My important place【D.Gray-man】
第43章 羊の詩(うた).
上手く頭が回らない。
突然の沢山の情報とアレンへの疑惑。
そんな私の態度に不信感でも抱いたのか、コムイ室長の声は幾分厳しさを増した。
「…雪くん。君は昔教団で、クロス元帥に一時的に身柄を保護してもらっていた。クロス・マリアン。彼は14番目本人と深い関わりがある人物だ。アレンくんへの寄生のことも勿論知っていたし、それに関与していた恐れもある」
…そういえば…さっきアレンの説明で、そんなこと言ってたような…。
「もしかしたら…君のノアメモリーも、彼が何かしら手をかけていたんじゃないのかな」
「……」
何…言ってるんだろう、室長は…。
上手く回らない頭で、なんとか考えてみる。
クロス元帥が私のノア化に関与していたかって、そういうこと?
そんな疑いをかけられてるの?
「もしそうなら、あの適性実験でイノセンスが傷付けられたのは、君の中のノアが──」
「違います」
俯いたままコムイ室長の言葉を否定する。
あの時、私の手の中で父のイノセンスが砕け散ったのは、ノアメモリーの所為なんかじゃない。

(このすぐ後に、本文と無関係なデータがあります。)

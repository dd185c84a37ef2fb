//! csindex science: DBLP records and arXiv cross-references.

pub mod arxiv;
pub mod cache;
pub mod dblp;
pub mod error;
pub mod http;
pub mod similarity;

pub use arxiv::{ArxivClient, ArxivLinkResolver};
pub use cache::LinkCache;
pub use dblp::{parse_person_records, DblpSource};
pub use error::{Result, ScienceError};
pub use http::RateLimitedClient;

あれは…あの消滅は、きっと私が…人間であることを強く望んで、イノセンスを拒否したからだ。
エクソシストであった父を。
私が、否定したから。
「クロス元帥は関係ありません…あの時の私は…ただの子供でした……ノアには、なってない」
それだけははっきりと言える。
クロス元帥が私の傍いてくれたのは、ノアだったからじゃない。
私の為に…私に生きろと伝える為に、傍にいてくれた。
…そう、だよね? 元帥。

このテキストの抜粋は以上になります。